* _Instructions for the task_
Going line by line through the records below, count those containing the word "crate", then give only the count.
----- Records for processing
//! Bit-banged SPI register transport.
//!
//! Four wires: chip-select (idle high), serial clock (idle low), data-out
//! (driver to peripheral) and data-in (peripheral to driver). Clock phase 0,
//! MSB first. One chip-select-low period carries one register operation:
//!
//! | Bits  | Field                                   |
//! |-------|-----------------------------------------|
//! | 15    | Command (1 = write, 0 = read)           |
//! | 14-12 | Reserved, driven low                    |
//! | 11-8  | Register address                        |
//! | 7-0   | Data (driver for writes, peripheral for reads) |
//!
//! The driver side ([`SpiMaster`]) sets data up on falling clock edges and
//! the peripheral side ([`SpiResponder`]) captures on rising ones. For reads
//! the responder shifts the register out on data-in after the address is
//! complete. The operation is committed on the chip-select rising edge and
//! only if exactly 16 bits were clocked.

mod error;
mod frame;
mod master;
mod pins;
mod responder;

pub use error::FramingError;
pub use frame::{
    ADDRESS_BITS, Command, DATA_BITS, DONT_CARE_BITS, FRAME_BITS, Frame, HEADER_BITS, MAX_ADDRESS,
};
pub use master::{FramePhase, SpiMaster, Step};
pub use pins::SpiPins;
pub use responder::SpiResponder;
----------
----- Records for processing
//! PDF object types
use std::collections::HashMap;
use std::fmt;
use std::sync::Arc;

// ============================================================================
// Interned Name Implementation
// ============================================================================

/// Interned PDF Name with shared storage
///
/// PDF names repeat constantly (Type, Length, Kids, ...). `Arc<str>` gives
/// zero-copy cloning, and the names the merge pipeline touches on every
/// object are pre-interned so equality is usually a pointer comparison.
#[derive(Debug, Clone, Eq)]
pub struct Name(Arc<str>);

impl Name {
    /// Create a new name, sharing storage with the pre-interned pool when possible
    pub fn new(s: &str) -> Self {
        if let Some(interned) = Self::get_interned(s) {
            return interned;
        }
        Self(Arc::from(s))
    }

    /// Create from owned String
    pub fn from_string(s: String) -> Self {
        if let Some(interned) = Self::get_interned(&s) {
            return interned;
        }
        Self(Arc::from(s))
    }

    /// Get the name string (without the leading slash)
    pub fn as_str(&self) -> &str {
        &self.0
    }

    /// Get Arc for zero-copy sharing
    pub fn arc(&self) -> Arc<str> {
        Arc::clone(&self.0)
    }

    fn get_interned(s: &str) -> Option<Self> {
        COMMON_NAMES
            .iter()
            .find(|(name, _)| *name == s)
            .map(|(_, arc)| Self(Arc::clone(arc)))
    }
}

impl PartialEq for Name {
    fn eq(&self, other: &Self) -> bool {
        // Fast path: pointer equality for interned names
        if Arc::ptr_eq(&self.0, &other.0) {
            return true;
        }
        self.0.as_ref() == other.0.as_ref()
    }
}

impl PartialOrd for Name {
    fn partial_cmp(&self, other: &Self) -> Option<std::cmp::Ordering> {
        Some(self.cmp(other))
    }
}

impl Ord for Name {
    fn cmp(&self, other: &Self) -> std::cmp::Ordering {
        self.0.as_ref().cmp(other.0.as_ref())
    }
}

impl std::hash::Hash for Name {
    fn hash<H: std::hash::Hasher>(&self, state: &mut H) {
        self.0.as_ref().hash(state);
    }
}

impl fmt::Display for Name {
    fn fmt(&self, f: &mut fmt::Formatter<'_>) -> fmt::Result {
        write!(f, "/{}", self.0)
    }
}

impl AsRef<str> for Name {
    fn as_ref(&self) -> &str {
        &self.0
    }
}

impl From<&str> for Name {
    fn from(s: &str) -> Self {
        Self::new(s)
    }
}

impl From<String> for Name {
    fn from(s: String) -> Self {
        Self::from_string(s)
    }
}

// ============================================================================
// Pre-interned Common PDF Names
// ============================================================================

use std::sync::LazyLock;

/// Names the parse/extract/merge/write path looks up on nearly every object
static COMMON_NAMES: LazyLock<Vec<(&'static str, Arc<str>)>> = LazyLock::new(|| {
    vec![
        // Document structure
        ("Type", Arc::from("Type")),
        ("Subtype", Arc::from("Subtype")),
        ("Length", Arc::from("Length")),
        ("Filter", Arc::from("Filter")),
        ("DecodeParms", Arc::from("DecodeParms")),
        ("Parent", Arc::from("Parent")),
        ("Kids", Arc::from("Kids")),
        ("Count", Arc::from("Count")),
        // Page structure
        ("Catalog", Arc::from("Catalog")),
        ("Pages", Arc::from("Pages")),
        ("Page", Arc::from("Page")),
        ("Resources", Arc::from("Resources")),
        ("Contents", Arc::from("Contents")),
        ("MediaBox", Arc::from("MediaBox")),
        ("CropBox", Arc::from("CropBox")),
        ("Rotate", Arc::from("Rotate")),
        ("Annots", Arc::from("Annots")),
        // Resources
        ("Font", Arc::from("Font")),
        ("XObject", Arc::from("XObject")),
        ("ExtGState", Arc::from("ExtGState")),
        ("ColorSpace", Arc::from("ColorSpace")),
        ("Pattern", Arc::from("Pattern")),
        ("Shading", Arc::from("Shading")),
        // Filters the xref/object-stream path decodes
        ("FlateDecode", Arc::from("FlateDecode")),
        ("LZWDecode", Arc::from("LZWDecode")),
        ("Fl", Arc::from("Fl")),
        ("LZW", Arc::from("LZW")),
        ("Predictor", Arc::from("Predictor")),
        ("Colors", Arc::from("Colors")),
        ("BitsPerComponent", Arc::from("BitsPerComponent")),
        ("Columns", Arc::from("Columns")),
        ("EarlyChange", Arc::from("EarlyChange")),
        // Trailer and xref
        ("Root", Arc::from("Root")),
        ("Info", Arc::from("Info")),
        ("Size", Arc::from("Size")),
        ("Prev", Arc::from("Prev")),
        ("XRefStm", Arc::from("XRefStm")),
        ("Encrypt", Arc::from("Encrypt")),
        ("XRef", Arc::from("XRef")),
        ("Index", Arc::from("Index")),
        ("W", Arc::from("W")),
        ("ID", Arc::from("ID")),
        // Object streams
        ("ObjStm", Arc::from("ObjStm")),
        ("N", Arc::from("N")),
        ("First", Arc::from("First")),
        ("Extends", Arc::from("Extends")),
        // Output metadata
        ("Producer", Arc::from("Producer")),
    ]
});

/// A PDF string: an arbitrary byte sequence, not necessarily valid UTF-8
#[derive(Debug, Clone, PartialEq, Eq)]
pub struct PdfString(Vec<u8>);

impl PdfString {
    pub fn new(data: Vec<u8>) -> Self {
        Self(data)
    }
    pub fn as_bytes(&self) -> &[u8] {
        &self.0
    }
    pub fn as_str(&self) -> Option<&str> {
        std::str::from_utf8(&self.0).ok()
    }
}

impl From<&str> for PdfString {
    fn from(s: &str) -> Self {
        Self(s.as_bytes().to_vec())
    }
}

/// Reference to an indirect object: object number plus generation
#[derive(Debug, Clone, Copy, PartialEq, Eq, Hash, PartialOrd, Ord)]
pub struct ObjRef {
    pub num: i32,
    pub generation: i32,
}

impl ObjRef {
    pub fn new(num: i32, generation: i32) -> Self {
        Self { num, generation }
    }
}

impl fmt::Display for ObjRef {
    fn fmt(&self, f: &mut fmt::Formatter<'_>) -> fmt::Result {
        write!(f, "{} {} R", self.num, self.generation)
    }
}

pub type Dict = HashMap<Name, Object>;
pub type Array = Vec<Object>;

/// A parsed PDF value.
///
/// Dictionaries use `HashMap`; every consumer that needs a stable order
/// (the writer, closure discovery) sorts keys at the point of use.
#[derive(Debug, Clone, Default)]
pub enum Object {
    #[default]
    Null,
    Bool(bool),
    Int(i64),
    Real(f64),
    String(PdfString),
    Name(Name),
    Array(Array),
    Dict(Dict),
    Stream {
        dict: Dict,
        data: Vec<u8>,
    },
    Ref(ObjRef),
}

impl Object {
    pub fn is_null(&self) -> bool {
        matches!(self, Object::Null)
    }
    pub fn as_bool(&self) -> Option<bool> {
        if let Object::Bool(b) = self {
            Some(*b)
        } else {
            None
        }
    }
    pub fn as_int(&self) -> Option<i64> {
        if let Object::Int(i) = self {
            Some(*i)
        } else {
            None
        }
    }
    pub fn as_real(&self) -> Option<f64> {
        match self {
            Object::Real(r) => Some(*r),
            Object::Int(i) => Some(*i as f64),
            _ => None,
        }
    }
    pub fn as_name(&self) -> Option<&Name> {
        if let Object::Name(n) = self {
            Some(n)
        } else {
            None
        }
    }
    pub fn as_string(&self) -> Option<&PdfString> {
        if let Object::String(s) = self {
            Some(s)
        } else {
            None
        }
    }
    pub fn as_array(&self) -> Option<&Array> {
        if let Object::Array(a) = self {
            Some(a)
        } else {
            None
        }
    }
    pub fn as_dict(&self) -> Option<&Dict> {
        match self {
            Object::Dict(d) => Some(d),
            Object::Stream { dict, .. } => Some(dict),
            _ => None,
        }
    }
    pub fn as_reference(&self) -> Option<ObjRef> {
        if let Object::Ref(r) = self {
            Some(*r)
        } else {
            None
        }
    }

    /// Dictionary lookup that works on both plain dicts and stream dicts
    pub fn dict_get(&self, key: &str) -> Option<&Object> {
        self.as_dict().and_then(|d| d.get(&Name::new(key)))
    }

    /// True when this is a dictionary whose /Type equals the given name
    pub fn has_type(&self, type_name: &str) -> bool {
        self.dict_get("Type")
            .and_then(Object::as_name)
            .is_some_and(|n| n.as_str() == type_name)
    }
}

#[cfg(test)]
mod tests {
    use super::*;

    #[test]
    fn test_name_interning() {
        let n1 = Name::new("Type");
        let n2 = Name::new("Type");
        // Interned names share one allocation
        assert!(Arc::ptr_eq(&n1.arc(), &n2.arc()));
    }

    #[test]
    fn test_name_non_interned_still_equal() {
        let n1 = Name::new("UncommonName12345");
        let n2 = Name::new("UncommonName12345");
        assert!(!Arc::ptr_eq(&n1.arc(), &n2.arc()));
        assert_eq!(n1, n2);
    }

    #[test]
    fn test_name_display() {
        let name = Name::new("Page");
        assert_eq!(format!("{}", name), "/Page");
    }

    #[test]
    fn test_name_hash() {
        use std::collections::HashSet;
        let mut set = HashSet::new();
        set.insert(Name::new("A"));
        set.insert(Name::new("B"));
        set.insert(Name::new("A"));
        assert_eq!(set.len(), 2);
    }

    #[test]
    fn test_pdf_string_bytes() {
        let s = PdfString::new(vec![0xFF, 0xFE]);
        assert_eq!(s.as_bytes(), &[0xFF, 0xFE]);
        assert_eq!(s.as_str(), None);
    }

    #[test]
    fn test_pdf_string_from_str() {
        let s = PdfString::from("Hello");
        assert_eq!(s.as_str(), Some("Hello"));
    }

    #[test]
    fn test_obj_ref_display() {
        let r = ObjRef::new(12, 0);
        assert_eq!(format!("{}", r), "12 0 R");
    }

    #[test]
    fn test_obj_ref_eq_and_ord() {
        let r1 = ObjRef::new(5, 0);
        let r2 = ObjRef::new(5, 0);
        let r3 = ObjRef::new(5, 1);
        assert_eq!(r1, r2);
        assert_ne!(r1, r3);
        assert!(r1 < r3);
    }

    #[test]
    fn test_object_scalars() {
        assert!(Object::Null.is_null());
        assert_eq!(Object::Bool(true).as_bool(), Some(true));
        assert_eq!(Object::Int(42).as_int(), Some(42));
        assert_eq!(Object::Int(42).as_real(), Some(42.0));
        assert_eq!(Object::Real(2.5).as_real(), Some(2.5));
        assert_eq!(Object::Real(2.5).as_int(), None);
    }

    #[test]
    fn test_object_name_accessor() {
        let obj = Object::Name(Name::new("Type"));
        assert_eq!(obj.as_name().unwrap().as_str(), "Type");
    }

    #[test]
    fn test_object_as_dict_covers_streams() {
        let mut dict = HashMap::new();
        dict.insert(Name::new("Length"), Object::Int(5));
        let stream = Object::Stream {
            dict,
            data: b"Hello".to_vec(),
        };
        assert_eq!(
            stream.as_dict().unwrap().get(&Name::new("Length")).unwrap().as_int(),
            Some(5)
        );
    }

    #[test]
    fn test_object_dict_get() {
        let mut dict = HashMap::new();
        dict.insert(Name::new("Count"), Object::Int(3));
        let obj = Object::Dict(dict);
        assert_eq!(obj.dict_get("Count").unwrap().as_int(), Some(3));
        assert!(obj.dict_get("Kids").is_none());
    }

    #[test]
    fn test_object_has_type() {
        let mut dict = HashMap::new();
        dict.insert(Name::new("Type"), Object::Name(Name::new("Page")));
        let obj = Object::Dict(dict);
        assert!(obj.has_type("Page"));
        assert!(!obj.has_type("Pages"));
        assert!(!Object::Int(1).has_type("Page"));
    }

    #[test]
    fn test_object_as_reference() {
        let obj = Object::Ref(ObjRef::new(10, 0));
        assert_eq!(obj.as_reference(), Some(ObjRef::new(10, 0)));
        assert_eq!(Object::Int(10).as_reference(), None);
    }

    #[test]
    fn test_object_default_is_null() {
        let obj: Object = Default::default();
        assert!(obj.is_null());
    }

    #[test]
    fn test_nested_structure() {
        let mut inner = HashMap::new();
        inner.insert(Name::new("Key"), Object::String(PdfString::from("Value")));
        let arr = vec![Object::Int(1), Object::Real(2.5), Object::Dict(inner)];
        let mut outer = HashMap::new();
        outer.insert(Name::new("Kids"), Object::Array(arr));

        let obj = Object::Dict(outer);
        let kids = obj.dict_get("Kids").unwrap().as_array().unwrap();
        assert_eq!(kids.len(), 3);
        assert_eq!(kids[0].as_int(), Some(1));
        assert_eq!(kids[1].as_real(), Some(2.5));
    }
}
----------
----- Records for processing
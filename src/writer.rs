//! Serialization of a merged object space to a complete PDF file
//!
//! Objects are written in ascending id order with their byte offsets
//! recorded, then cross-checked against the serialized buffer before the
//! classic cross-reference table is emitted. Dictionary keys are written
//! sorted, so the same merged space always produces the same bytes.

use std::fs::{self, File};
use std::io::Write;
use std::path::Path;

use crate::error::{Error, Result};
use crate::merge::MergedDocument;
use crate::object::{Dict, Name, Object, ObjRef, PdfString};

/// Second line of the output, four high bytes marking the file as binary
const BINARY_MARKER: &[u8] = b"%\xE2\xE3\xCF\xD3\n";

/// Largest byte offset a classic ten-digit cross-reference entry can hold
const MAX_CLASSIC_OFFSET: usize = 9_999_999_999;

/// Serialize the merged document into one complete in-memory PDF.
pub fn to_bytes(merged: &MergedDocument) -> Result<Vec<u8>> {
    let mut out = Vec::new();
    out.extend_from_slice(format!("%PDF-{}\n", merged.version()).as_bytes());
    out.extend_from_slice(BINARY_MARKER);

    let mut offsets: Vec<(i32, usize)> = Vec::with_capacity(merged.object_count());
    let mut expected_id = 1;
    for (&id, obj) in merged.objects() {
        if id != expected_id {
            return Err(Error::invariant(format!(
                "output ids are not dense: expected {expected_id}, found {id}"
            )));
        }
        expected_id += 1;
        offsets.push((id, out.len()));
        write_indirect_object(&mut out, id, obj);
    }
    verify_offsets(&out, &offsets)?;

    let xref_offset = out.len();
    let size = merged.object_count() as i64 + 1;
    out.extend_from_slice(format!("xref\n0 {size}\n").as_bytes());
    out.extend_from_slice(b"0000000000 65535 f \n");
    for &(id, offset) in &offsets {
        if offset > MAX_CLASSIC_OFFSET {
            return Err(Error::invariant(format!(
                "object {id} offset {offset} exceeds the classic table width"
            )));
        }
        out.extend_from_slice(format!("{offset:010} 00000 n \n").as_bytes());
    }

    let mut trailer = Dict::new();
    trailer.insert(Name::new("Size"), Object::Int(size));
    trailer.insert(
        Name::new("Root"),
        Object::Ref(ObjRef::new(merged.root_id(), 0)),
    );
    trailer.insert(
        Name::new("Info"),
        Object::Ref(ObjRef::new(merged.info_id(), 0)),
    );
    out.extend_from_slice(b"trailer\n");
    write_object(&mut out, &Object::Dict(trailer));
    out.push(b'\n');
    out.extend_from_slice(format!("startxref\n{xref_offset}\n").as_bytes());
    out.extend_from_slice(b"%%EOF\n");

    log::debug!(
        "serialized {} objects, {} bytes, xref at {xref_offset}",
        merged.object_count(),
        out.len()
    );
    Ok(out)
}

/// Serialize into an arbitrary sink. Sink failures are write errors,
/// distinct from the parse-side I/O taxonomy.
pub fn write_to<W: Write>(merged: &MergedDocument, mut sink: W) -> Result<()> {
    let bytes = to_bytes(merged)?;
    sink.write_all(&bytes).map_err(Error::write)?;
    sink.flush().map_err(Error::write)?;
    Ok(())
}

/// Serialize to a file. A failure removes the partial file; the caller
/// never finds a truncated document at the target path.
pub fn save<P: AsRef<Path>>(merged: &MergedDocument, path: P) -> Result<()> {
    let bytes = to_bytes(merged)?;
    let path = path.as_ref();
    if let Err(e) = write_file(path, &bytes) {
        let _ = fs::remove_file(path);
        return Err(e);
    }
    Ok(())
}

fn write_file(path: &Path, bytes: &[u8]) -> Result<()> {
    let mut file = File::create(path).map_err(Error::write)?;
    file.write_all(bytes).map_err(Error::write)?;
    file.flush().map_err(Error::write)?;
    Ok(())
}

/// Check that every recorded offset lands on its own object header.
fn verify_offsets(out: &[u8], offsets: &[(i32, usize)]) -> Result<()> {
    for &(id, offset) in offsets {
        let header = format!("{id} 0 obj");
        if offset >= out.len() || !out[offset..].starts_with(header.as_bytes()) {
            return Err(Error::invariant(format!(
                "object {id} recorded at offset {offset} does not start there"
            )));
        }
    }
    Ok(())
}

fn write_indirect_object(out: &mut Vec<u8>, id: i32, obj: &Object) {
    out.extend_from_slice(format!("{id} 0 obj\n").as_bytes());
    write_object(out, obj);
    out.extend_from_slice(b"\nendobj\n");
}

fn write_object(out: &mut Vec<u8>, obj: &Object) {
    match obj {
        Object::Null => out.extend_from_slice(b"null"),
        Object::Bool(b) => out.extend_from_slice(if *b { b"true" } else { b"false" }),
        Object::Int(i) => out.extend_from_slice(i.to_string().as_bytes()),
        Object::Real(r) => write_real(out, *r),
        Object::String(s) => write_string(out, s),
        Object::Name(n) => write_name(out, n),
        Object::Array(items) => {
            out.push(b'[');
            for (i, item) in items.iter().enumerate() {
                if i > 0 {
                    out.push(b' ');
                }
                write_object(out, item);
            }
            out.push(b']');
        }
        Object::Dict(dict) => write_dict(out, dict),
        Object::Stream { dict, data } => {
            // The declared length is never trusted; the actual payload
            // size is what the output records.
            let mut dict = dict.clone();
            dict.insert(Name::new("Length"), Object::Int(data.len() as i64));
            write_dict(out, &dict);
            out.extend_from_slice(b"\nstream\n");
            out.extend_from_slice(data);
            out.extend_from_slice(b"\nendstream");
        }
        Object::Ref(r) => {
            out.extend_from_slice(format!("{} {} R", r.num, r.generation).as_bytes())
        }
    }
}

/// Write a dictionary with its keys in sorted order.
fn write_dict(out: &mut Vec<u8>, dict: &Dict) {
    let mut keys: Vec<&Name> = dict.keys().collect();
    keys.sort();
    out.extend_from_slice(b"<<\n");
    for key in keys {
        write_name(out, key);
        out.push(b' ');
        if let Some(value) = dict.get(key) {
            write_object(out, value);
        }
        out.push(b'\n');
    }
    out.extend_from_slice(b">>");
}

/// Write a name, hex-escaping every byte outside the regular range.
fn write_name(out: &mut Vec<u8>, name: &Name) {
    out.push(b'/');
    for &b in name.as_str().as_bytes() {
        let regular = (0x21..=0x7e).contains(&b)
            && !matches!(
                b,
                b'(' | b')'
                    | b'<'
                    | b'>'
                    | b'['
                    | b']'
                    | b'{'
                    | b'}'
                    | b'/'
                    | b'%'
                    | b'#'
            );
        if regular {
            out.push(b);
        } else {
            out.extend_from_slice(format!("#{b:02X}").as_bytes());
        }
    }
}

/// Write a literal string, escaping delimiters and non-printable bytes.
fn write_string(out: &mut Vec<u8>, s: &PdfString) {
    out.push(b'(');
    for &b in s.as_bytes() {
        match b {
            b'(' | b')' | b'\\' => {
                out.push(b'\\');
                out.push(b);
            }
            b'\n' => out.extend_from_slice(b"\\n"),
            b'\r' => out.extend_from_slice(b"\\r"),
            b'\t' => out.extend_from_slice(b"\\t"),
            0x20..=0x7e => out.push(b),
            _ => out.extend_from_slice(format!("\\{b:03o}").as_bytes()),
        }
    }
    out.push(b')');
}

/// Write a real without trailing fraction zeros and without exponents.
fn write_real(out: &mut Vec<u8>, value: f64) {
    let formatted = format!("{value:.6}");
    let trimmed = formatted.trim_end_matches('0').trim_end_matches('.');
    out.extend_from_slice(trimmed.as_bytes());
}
----------
* _Output of the exercise_
3